1 French Land Register data, which excludes lakes, ponds, glaciers > 1 km² (0.386 sq mi or 247 acres) and river estuaries.

2 Population without double counting: residents of multiple communes (e.g., students and military personnel) only counted once.

Pomayrols is a commune in the Aveyron department in southern France.


The commune lies on the southern slope of the high valley of the Lot river, between the cities of Saint-Laurent-d'Olt and Saint-Geniez-d'Olt.

Its land area is 2,340 hectares (in the shape of a triangle); its altitude varies from 433 metres in La Tourre with 1,180 metres at the "Puech of the Blackbird".

Its northeastern limit touches the department of Lozère with the commune of Trélans.

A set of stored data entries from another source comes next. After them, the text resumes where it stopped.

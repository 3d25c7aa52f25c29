use std::collections::{HashMap, HashSet};

use log::{debug, warn};

use crate::ast::*;
use crate::config::Config;

/// Forward conversion state: screenplay AST in, Twee passages out.
///
/// A state is consumed by [`ConverterState::convert`]; build a new one per
/// document.
pub struct ConverterState {
    config: Config,
    sections: HashSet<String>,
    /// Scene anchor slug to scene heading text.
    scenes: HashMap<String, String>,
    lines: Vec<String>,
    in_content_passage: bool,
    last_was_link: bool,
}

impl Default for ConverterState {
    fn default() -> Self {
        Self::with_config(&Config::default())
    }
}

impl ConverterState {
    pub fn new() -> Self {
        Self::default()
    }

    pub fn with_config(config: &Config) -> Self {
        Self {
            config: config.clone(),
            sections: HashSet::new(),
            scenes: HashMap::new(),
            lines: Vec::new(),
            in_content_passage: false,
            last_was_link: false,
        }
    }

    pub fn convert(mut self, doc: &Document) -> String {
        self.collect_targets(&doc.nodes);

        for node in &doc.nodes {
            match node {
                Node::StateBlock(block) => {
                    let header = format!(":: {}", self.config.init_passage);
                    self.open_passage(header);
                    self.write_state(block);
                    self.in_content_passage = false;
                }
                Node::SceneHeading { text } => {
                    let header = format!(":: {} [{}]", escape_title(text), self.config.scene_tag);
                    self.open_passage(header);
                    self.in_content_passage = true;
                }
                Node::SectionHeading { label } => {
                    self.open_passage(format!(":: {}", escape_title(label)));
                    self.in_content_passage = true;
                }
                other => {
                    if !self.in_content_passage {
                        let header = format!(
                            ":: {} [{}]",
                            self.config.prologue_passage, self.config.prologue_tag
                        );
                        self.open_passage(header);
                        self.in_content_passage = true;
                    }
                    self.write_node(other);
                }
            }
        }

        let mut out = self.lines.join("\n");
        out.push('\n');
        out
    }

    fn collect_targets(&mut self, nodes: &[Node]) {
        for node in nodes {
            match node {
                Node::SectionHeading { label } => {
                    self.sections.insert(label.clone());
                }
                Node::SceneHeading { text } => {
                    self.scenes
                        .entry(scene_slug(text))
                        .or_insert_with(|| text.clone());
                }
                _ => {}
            }
        }
    }

    fn resolve(&self, target: &str) -> String {
        if self.sections.contains(target) {
            return target.to_string();
        }
        if let Some(title) = self.scenes.get(target) {
            return title.clone();
        }
        if self.scenes.values().any(|title| title == target) {
            return target.to_string();
        }
        warn!("jump target {target:?} names no section or scene; passing it through");
        target.to_string()
    }

    fn open_passage(&mut self, header: String) {
        if !self.lines.is_empty() {
            self.lines.push(String::new());
        }
        self.lines.push(header);
        self.last_was_link = false;
    }

    fn line(&mut self, text: impl Into<String>) {
        self.lines.push(text.into());
        self.last_was_link = false;
    }

    fn link_line(&mut self, text: impl Into<String>) {
        self.lines.push(text.into());
        self.last_was_link = true;
    }

    /// Keeps two link groups from reading back as a single run.
    fn separate_links(&mut self) {
        if self.last_was_link {
            self.lines.push(String::new());
            self.last_was_link = false;
        }
    }

    fn write_nodes(&mut self, nodes: &[Node]) {
        for node in nodes {
            self.write_node(node);
        }
    }

    fn write_node(&mut self, node: &Node) {
        match node {
            Node::Action { text } => self.line(text.as_str()),
            Node::Raw { text } => self.line(format!("/* {} */", text.replace("*/", "* /"))),
            Node::Parenthetical { text } => self.line(format!("({text})")),
            Node::Dialogue(d) => {
                if d.text.is_empty() {
                    self.line(format!("**{}**:", d.speaker));
                } else {
                    self.line(format!("**{}**: {}", d.speaker, d.text));
                }
            }
            Node::SceneHeading { text } => {
                warn!("scene heading {text:?} nested in a block is written as text");
                self.line(text.as_str());
            }
            Node::SectionHeading { label } => {
                warn!("section heading {label:?} nested in a block is written as text");
                self.line(label.as_str());
            }
            Node::StateBlock(block) => self.write_state(block),
            Node::StateChange(change) => self.line(render_set(change)),
            Node::Conditional(c) => {
                for branch in &c.branches {
                    let condition = branch
                        .condition
                        .as_ref()
                        .map(|e| e.render(true))
                        .unwrap_or_default();
                    match branch.kind {
                        BranchKind::If => self.line(format!("<<if {condition}>>")),
                        BranchKind::Elif => self.line(format!("<<elseif {condition}>>")),
                        BranchKind::Else => self.line("<<else>>"),
                    }
                    self.write_nodes(&branch.body);
                }
                self.line("<</if>>");
            }
            Node::Loop(l) => {
                self.line(format!("<<for {}>>", l.condition.render(true)));
                self.write_nodes(&l.body);
                self.line("<</for>>");
            }
            Node::Jump(jump) => {
                self.separate_links();
                let label = jump
                    .display
                    .clone()
                    .unwrap_or_else(|| self.config.continue_label().to_string());
                let target = self.resolve(&jump.target);
                self.link_line(format!("[[{label}|{target}]]"));
            }
            Node::Decision(d) => self.write_decision(d),
            Node::InlineChoice(choice) => {
                let target = self.resolve(&choice.target);
                self.line(format!("[[{}->{}]]", choice.label, target));
            }
            Node::AssetDirective(asset) => {
                let mut text = format!("<!-- asset {}", asset.kind.keyword());
                for arg in &asset.args {
                    text.push(' ');
                    text.push_str(&quote(arg));
                }
                text.push_str(" -->");
                self.line(text);
            }
        }
    }

    fn write_decision(&mut self, d: &Decision) {
        if d.prompt.is_empty() {
            self.separate_links();
        } else {
            self.line(d.prompt.as_str());
        }

        let dropped = d.options.iter().filter(|o| o.description.is_some()).count();
        if dropped > 0 {
            debug!("dropping {dropped} option descriptions from decision {:?}", d.prompt);
        }

        for option in &d.options {
            let target = option.target.as_deref().map(|t| self.resolve(t));
            match target {
                Some(target) if option.body.is_empty() => {
                    self.link_line(format!("[[{}|{}]]", option.label, target));
                }
                target => {
                    let opener = match target {
                        Some(target) => {
                            format!("<<link {} {}>>", quote(&option.label), quote(&target))
                        }
                        None => format!("<<link {}>>", quote(&option.label)),
                    };
                    self.line(opener);
                    self.write_nodes(&option.body);
                    self.link_line("<</link>>");
                }
            }
        }
    }

    fn write_state(&mut self, block: &StateBlock) {
        enum Item<'b> {
            Scalar(&'b StateEntry),
            Group(&'b str, Vec<&'b StateEntry>),
        }

        let mut items: Vec<Item<'_>> = Vec::new();
        let mut group_index: HashMap<&str, usize> = HashMap::new();

        for entry in &block.entries {
            match entry.path.as_slice() {
                [] => {}
                [_] => items.push(Item::Scalar(entry)),
                [head, ..] => match group_index.get(head.as_str()) {
                    Some(&idx) => {
                        if let Item::Group(_, members) = &mut items[idx] {
                            members.push(entry);
                        }
                    }
                    None => {
                        group_index.insert(head.as_str(), items.len());
                        items.push(Item::Group(head.as_str(), vec![entry]));
                    }
                },
            }
        }

        for item in items {
            match item {
                Item::Scalar(entry) => self.line(format!(
                    "<<set ${} to {}>>",
                    entry.path.join("."),
                    encode_value(&entry.value)
                )),
                Item::Group(head, members) => {
                    let fields: Vec<String> = members
                        .iter()
                        .map(|e| {
                            format!(
                                "{}: {}",
                                object_key(&e.path[1..].join(".")),
                                encode_value(&e.value)
                            )
                        })
                        .collect();
                    self.line(format!("<<set ${head} to {{ {} }}>>", fields.join(", ")));
                }
            }
        }
    }
}

fn render_set(change: &StateChange) -> String {
    let target = change.target.render(true);
    match change.op {
        AssignOp::Increment | AssignOp::Decrement => {
            format!("<<set {}{}>>", target, change.op.symbol())
        }
        AssignOp::Assign => format!("<<set {} to {}>>", target, change.expr.render(true)),
        op => format!("<<set {} {} {}>>", target, op.symbol(), change.expr.render(true)),
    }
}

/// Passage names escape the characters that would start tags or metadata.
fn escape_title(title: &str) -> String {
    let mut out = String::with_capacity(title.len());
    for ch in title.chars() {
        if matches!(ch, '[' | ']' | '{' | '}' | '\\') {
            out.push('\\');
        }
        out.push(ch);
    }
    out
}

fn quote(text: &str) -> String {
    serde_json::Value::String(text.to_string()).to_string()
}

fn object_key(key: &str) -> String {
    let mut chars = key.chars();
    let is_ident = chars
        .next()
        .map(|c| c.is_alphabetic() || c == '_' || c == '$')
        .unwrap_or(false)
        && chars.all(|c| c.is_alphanumeric() || c == '_' || c == '$');
    if is_ident {
        key.to_string()
    } else {
        quote(key)
    }
}

/// Numbers, booleans, `null`, arrays and objects go through as written;
/// anything else becomes a string literal.
fn encode_value(value: &str) -> String {
    let value = value.trim();
    let numeric = value
        .strip_prefix('-')
        .unwrap_or(value)
        .starts_with(|c: char| c.is_ascii_digit())
        && value.parse::<f64>().is_ok();
    let literal = matches!(value, "true" | "false" | "null")
        || (value.starts_with('[') && value.ends_with(']'))
        || (value.starts_with('{') && value.ends_with('}'));
    if numeric || literal {
        value.to_string()
    } else {
        quote(value)
    }
}
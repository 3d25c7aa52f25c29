//! Ren'Py script writer.
//!
//! Sections and scenes become labels, decisions become `menu:` blocks and
//! expressions are rewritten into Python. There is no reader for this
//! dialect.

use std::collections::HashMap;

use log::{debug, warn};

use crate::ast::*;
use crate::expr::{Expr, VarPath};

const INDENT: &str = "    ";
const ENTRY_LABEL: &str = "start";

/// Forward conversion state: screenplay AST in, Ren'Py script out.
///
/// Consumed by [`RenpyState::convert`]; build a new one per document.
#[derive(Default)]
pub struct RenpyState {
    /// Section labels, scene texts and scene slugs to label names.
    labels: HashMap<String, String>,
    lines: Vec<String>,
    depth: usize,
    in_label: bool,
}

impl RenpyState {
    pub fn new() -> Self {
        Self::default()
    }

    pub fn convert(mut self, doc: &Document) -> String {
        self.collect_labels(&doc.nodes);

        for node in &doc.nodes {
            match node {
                Node::SceneHeading { text } => self.open_label(label_name(text)),
                Node::SectionHeading { label } => self.open_label(label_name(label)),
                Node::StateBlock(block) if !self.in_label => self.write_state(block),
                other => {
                    if !self.in_label {
                        self.open_label(ENTRY_LABEL.to_string());
                    }
                    self.write_node(other);
                }
            }
        }
        if self.in_label {
            self.line("return");
        }

        let mut out = self.lines.join("\n");
        out.push('\n');
        out
    }

    fn collect_labels(&mut self, nodes: &[Node]) {
        for node in nodes {
            match node {
                Node::SectionHeading { label } => {
                    self.labels.insert(label.clone(), label_name(label));
                }
                Node::SceneHeading { text } => {
                    let name = label_name(text);
                    self.labels.insert(scene_slug(text), name.clone());
                    self.labels.insert(text.clone(), name);
                }
                _ => {}
            }
        }
    }

    fn resolve(&self, target: &str) -> String {
        match self.labels.get(target) {
            Some(name) => name.clone(),
            None => {
                warn!("jump target {target:?} names no section or scene; deriving a label from it");
                label_name(target)
            }
        }
    }

    /// The first label is always `start`; a script that opens with a heading
    /// gets a `start` label that jumps to it.
    fn open_label(&mut self, name: String) {
        if !self.in_label && name != ENTRY_LABEL {
            self.push_label(ENTRY_LABEL);
            self.line(format!("jump {name}"));
        }
        self.push_label(&name);
    }

    fn push_label(&mut self, name: &str) {
        if !self.lines.is_empty() {
            self.lines.push(String::new());
        }
        self.lines.push(format!("label {name}:"));
        self.depth = 1;
        self.in_label = true;
    }

    fn line(&mut self, text: impl AsRef<str>) {
        self.lines
            .push(format!("{}{}", INDENT.repeat(self.depth), text.as_ref()));
    }

    fn block(&mut self, nodes: &[Node]) {
        self.depth += 1;
        if nodes.is_empty() {
            self.line("pass");
        }
        for node in nodes {
            self.write_node(node);
        }
        self.depth -= 1;
    }

    fn write_node(&mut self, node: &Node) {
        match node {
            Node::Action { text } => self.line(say(text)),
            Node::Parenthetical { text } => self.line(say(&format!("({text})"))),
            Node::Dialogue(d) => self.line(format!("{} {}", say(&d.speaker), say(&d.text))),
            Node::SceneHeading { text } => {
                warn!("scene heading {text:?} nested in a block is written as narration");
                self.line(say(text));
            }
            Node::SectionHeading { label } => {
                warn!("section heading {label:?} nested in a block is written as narration");
                self.line(say(label));
            }
            Node::StateBlock(block) => self.write_state(block),
            Node::StateChange(change) => self.line(format!("$ {}", python_assignment(change))),
            Node::Conditional(c) => {
                for branch in &c.branches {
                    let condition = branch
                        .condition
                        .as_ref()
                        .map(python_expr)
                        .unwrap_or_default();
                    match branch.kind {
                        BranchKind::If => self.line(format!("if {condition}:")),
                        BranchKind::Elif => self.line(format!("elif {condition}:")),
                        BranchKind::Else => self.line("else:"),
                    }
                    self.block(&branch.body);
                }
            }
            Node::Loop(l) => {
                self.line(format!("while {}:", python_expr(&l.condition)));
                self.block(&l.body);
            }
            Node::Jump(jump) => {
                if let Some(display) = &jump.display {
                    self.line(say(display));
                }
                let target = self.resolve(&jump.target);
                self.line(format!("jump {target}"));
            }
            Node::Decision(d) => self.write_decision(d),
            Node::InlineChoice(choice) => {
                let target = self.resolve(&choice.target);
                self.line("menu:");
                self.depth += 1;
                self.line(format!("{}:", say(&choice.label)));
                self.depth += 1;
                self.line(format!("jump {target}"));
                self.depth -= 2;
            }
            Node::AssetDirective(asset) => self.write_asset(asset),
            Node::Raw { text } => self.line(format!("# {text}")),
        }
    }

    fn write_decision(&mut self, d: &Decision) {
        self.line("menu:");
        self.depth += 1;
        if !d.prompt.is_empty() {
            self.line(say(&d.prompt));
        }

        let dropped = d.options.iter().filter(|o| o.description.is_some()).count();
        if dropped > 0 {
            debug!("dropping {dropped} option descriptions from menu {:?}", d.prompt);
        }

        for option in &d.options {
            self.line(format!("{}:", say(&option.label)));
            self.depth += 1;
            for node in &option.body {
                self.write_node(node);
            }
            match &option.target {
                Some(target) => {
                    let target = self.resolve(target);
                    self.line(format!("jump {target}"));
                }
                None if option.body.is_empty() => self.line("pass"),
                None => {}
            }
            self.depth -= 1;
        }
        self.depth -= 1;
    }

    fn write_asset(&mut self, asset: &AssetDirective) {
        let Some(file) = asset.args.first() else {
            self.line(format!("# {}", asset.kind.keyword()));
            return;
        };
        let looped = asset.args[1..].iter().any(|a| a.eq_ignore_ascii_case("loop"));
        match asset.kind {
            AssetKind::Bg => self.line(format!("scene expression {}", string_literal(file))),
            AssetKind::Show => self.line(format!("show expression {}", string_literal(file))),
            AssetKind::Music if looped => {
                self.line(format!("play music {} loop", string_literal(file)))
            }
            AssetKind::Music => self.line(format!("play music {}", string_literal(file))),
            AssetKind::Sfx => self.line(format!("play sound {}", string_literal(file))),
            AssetKind::Hide => self.line(format!("# HIDE: {}", asset.args.join(", "))),
        }
    }

    /// `default` outside labels, `$` assignments inside one.
    fn write_state(&mut self, block: &StateBlock) {
        enum Item<'b> {
            Scalar(&'b str, &'b str),
            Group(&'b str, Vec<&'b StateEntry>),
        }

        let mut items: Vec<Item<'_>> = Vec::new();
        let mut group_index: HashMap<&str, usize> = HashMap::new();

        for entry in &block.entries {
            match entry.path.as_slice() {
                [] => {}
                [key] => items.push(Item::Scalar(key, &entry.value)),
                [head, ..] => match group_index.get(head.as_str()) {
                    Some(&idx) => {
                        if let Item::Group(_, members) = &mut items[idx] {
                            members.push(entry);
                        }
                    }
                    None => {
                        group_index.insert(head.as_str(), items.len());
                        items.push(Item::Group(head, vec![entry]));
                    }
                },
            }
        }

        let keyword = if self.in_label { "$" } else { "default" };
        for item in items {
            match item {
                Item::Scalar(name, value) => {
                    self.line(format!("{keyword} {name} = {}", python_value(value)))
                }
                Item::Group(name, members) => {
                    let fields: Vec<String> = members
                        .iter()
                        .map(|e| {
                            format!(
                                "{}: {}",
                                string_literal(&e.path[1..].join(".")),
                                python_value(&e.value)
                            )
                        })
                        .collect();
                    self.line(format!("{keyword} {name} = {{{}}}", fields.join(", ")));
                }
            }
        }
    }
}
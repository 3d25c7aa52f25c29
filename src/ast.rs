use serde::{Deserialize, Serialize};

use crate::expr::{Expr, VarPath};

/// A parsed script: the ordered top-level nodes.
#[derive(Debug, Clone, PartialEq, Default, Serialize, Deserialize)]
pub struct Document {
    pub nodes: Vec<Node>,
}

#[derive(Debug, Clone, PartialEq, Serialize, Deserialize)]
#[serde(tag = "node", rename_all = "snake_case")]
pub enum Node {
    SceneHeading { text: String },
    SectionHeading { label: String },
    Dialogue(Dialogue),
    Action { text: String },
    Parenthetical { text: String },
    StateBlock(StateBlock),
    StateChange(StateChange),
    Conditional(Conditional),
    Loop(Loop),
    Jump(Jump),
    Decision(Decision),
    InlineChoice(InlineChoice),
    AssetDirective(AssetDirective),
    Raw { text: String },
}

#[derive(Debug, Clone, PartialEq, Serialize, Deserialize)]
pub struct Dialogue {
    pub speaker: String,
    pub text: String,
}

/// Frontmatter state declarations, in source order.
#[derive(Debug, Clone, PartialEq, Default, Serialize, Deserialize)]
pub struct StateBlock {
    pub entries: Vec<StateEntry>,
}

#[derive(Debug, Clone, PartialEq, Serialize, Deserialize)]
pub struct StateEntry {
    pub path: Vec<String>,
    pub value: String,
}

#[derive(Debug, Clone, PartialEq, Serialize, Deserialize)]
pub struct StateChange {
    pub target: VarPath,
    pub op: AssignOp,
    /// Empty for `++` and `--`.
    pub expr: Expr,
    pub is_local: bool,
}

#[derive(Debug, Clone, Copy, PartialEq, Eq, Serialize, Deserialize)]
pub enum AssignOp {
    #[serde(rename = "=")]
    Assign,
    #[serde(rename = "+=")]
    AddAssign,
    #[serde(rename = "-=")]
    SubAssign,
    #[serde(rename = "++")]
    Increment,
    #[serde(rename = "--")]
    Decrement,
}

impl AssignOp {
    pub fn symbol(self) -> &'static str {
        match self {
            AssignOp::Assign => "=",
            AssignOp::AddAssign => "+=",
            AssignOp::SubAssign => "-=",
            AssignOp::Increment => "++",
            AssignOp::Decrement => "--",
        }
    }

    pub fn is_unary(self) -> bool {
        matches!(self, AssignOp::Increment | AssignOp::Decrement)
    }
}

#[derive(Debug, Clone, PartialEq, Serialize, Deserialize)]
pub struct Conditional {
    pub branches: Vec<Branch>,
}

#[derive(Debug, Clone, PartialEq, Serialize, Deserialize)]
pub struct Branch {
    pub kind: BranchKind,
    /// `None` only for `else`.
    pub condition: Option<Expr>,
    pub body: Vec<Node>,
}

#[derive(Debug, Clone, Copy, PartialEq, Eq, Serialize, Deserialize)]
#[serde(rename_all = "lowercase")]
pub enum BranchKind {
    If,
    Elif,
    Else,
}

#[derive(Debug, Clone, PartialEq, Serialize, Deserialize)]
pub struct Loop {
    pub condition: Expr,
    pub body: Vec<Node>,
}

/// `-> #X`, `text -> #X` and `->text-> #X` all collapse to this node.
#[derive(Debug, Clone, PartialEq, Serialize, Deserialize)]
pub struct Jump {
    pub display: Option<String>,
    pub target: String,
}

#[derive(Debug, Clone, PartialEq, Serialize, Deserialize)]
pub struct Decision {
    pub prompt: String,
    pub options: Vec<ChoiceOption>,
}

#[derive(Debug, Clone, PartialEq, Serialize, Deserialize)]
pub struct ChoiceOption {
    pub label: String,
    pub description: Option<String>,
    pub body: Vec<Node>,
    /// Set by the single-line form `+ [Label] text -> #Target`.
    pub target: Option<String>,
}

#[derive(Debug, Clone, PartialEq, Serialize, Deserialize)]
pub struct InlineChoice {
    pub label: String,
    pub target: String,
}

#[derive(Debug, Clone, PartialEq, Serialize, Deserialize)]
pub struct AssetDirective {
    pub kind: AssetKind,
    pub args: Vec<String>,
}

#[derive(Debug, Clone, Copy, PartialEq, Eq, Serialize, Deserialize)]
#[serde(rename_all = "UPPERCASE")]
pub enum AssetKind {
    Bg,
    Show,
    Hide,
    Music,
    Sfx,
}

impl AssetKind {
    pub fn from_keyword(word: &str) -> Option<Self> {
        match word.trim().to_uppercase().as_str() {
            "BG" => Some(AssetKind::Bg),
            "SHOW" => Some(AssetKind::Show),
            "HIDE" => Some(AssetKind::Hide),
            "MUSIC" => Some(AssetKind::Music),
            "SFX" => Some(AssetKind::Sfx),
            _ => None,
        }
    }

    pub fn keyword(self) -> &'static str {
        match self {
            AssetKind::Bg => "BG",
            AssetKind::Show => "SHOW",
            AssetKind::Hide => "HIDE",
            AssetKind::Music => "MUSIC",
            AssetKind::Sfx => "SFX",
        }
    }
}

impl Node {
    pub fn kind_name(&self) -> &'static str {
        match self {
            Node::SceneHeading { .. } => "SceneHeading",
            Node::SectionHeading { .. } => "SectionHeading",
            Node::Dialogue(_) => "Dialogue",
            Node::Action { .. } => "Action",
            Node::Parenthetical { .. } => "Parenthetical",
            Node::StateBlock(_) => "StateBlock",
            Node::StateChange(_) => "StateChange",
            Node::Conditional(_) => "Conditional",
            Node::Loop(_) => "Loop",
            Node::Jump(_) => "Jump",
            Node::Decision(_) => "Decision",
            Node::InlineChoice(_) => "InlineChoice",
            Node::AssetDirective(_) => "AssetDirective",
            Node::Raw { .. } => "Raw",
        }
    }

    /// One-line description used in fidelity reports.
    pub fn summary(&self) -> String {
        match self {
            Node::SceneHeading { text } => format!("SceneHeading({text})"),
            Node::SectionHeading { label } => format!("SectionHeading(#{label})"),
            Node::Dialogue(d) => format!("Dialogue({}: {})", d.speaker, d.text),
            Node::Action { text } => format!("Action({text})"),
            Node::Parenthetical { text } => format!("Parenthetical({text})"),
            Node::StateBlock(b) => format!("StateBlock({} entries)", b.entries.len()),
            Node::StateChange(s) => {
                if s.op.is_unary() {
                    format!("StateChange({}{})", s.target.render(false), s.op.symbol())
                } else {
                    format!(
                        "StateChange({} {} {})",
                        s.target.render(false),
                        s.op.symbol(),
                        s.expr.render(false)
                    )
                }
            }
            Node::Conditional(c) => {
                let first = c
                    .branches
                    .first()
                    .and_then(|b| b.condition.as_ref())
                    .map(|e| e.render(false))
                    .unwrap_or_default();
                format!("Conditional(if {first}; {} branches)", c.branches.len())
            }
            Node::Loop(l) => format!(
                "Loop({}; {} nodes)",
                l.condition.render(false),
                l.body.len()
            ),
            Node::Jump(j) => match &j.display {
                Some(text) => format!("Jump({text} -> #{})", j.target),
                None => format!("Jump(-> #{})", j.target),
            },
            Node::Decision(d) => {
                let labels: Vec<&str> = d.options.iter().map(|o| o.label.as_str()).collect();
                format!("Decision({:?}; [{}])", d.prompt, labels.join(", "))
            }
            Node::InlineChoice(c) => format!("InlineChoice([{}|{}])", c.label, c.target),
            Node::AssetDirective(a) => {
                format!("AssetDirective({}: {})", a.kind.keyword(), a.args.join(", "))
            }
            Node::Raw { text } => format!("Raw({text})"),
        }
    }

    /// Rebuilds the node with every variable reference marked as `$`-prefixed.
    pub fn with_prefixed_variables(&self) -> Node {
        match self {
            Node::StateChange(s) => Node::StateChange(StateChange {
                target: s.target.with_dollar(),
                op: s.op,
                expr: s.expr.with_prefixed_variables(),
                is_local: s.is_local,
            }),
            Node::Conditional(c) => Node::Conditional(Conditional {
                branches: c
                    .branches
                    .iter()
                    .map(|b| Branch {
                        kind: b.kind,
                        condition: b.condition.as_ref().map(Expr::with_prefixed_variables),
                        body: prefixed(&b.body),
                    })
                    .collect(),
            }),
            Node::Loop(l) => Node::Loop(Loop {
                condition: l.condition.with_prefixed_variables(),
                body: prefixed(&l.body),
            }),
            Node::Decision(d) => Node::Decision(Decision {
                prompt: d.prompt.clone(),
                options: d
                    .options
                    .iter()
                    .map(|o| ChoiceOption {
                        label: o.label.clone(),
                        description: o.description.clone(),
                        body: prefixed(&o.body),
                        target: o.target.clone(),
                    })
                    .collect(),
            }),
            other => other.clone(),
        }
    }
}

fn prefixed(nodes: &[Node]) -> Vec<Node> {
    nodes.iter().map(Node::with_prefixed_variables).collect()
}

impl Document {
    pub fn new(nodes: Vec<Node>) -> Self {
        Self { nodes }
    }

    pub fn with_prefixed_variables(&self) -> Document {
        Document {
            nodes: prefixed(&self.nodes),
        }
    }
}

/// Anchor label for a scene heading: upper-cased, runs of anything that is
/// not a letter or digit collapsed to `_`.
///
/// `INT. FOREST - NIGHT` becomes `INT_FOREST_NIGHT`.
pub fn scene_slug(text: &str) -> String {
    let mut out = String::with_capacity(text.len());
    let mut pending_sep = false;
    for ch in text.trim().chars() {
        if ch.is_alphanumeric() {
            if pending_sep && !out.is_empty() {
                out.push('_');
            }
            pending_sep = false;
            out.extend(ch.to_uppercase());
        } else {
            pending_sep = true;
        }
    }
    out
}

It follows the old track "drailhe" which was used by the pilgrims of the Way of St. James and is now GR footpath n° 6 which connects Le Puy-en-Velay to Conques.

In southeast, from the ravine of the Drop to Puech Grond is used as limit with the commune of Saint-Laurent-d'Olt.

In the south, runs the Lot river which goes down from Saint-Laurent-d'Olt; it separates the commune with that from La Capelle-Bonance.

The river is used as border between two extremely different natural areas: mounts of Aubrac in north, large plateaus in the south.

In the southwest, the road on right bank of the brook of Bonance (known as "Canto Serp") borders the commune of Saint-Geniez-d'Olt.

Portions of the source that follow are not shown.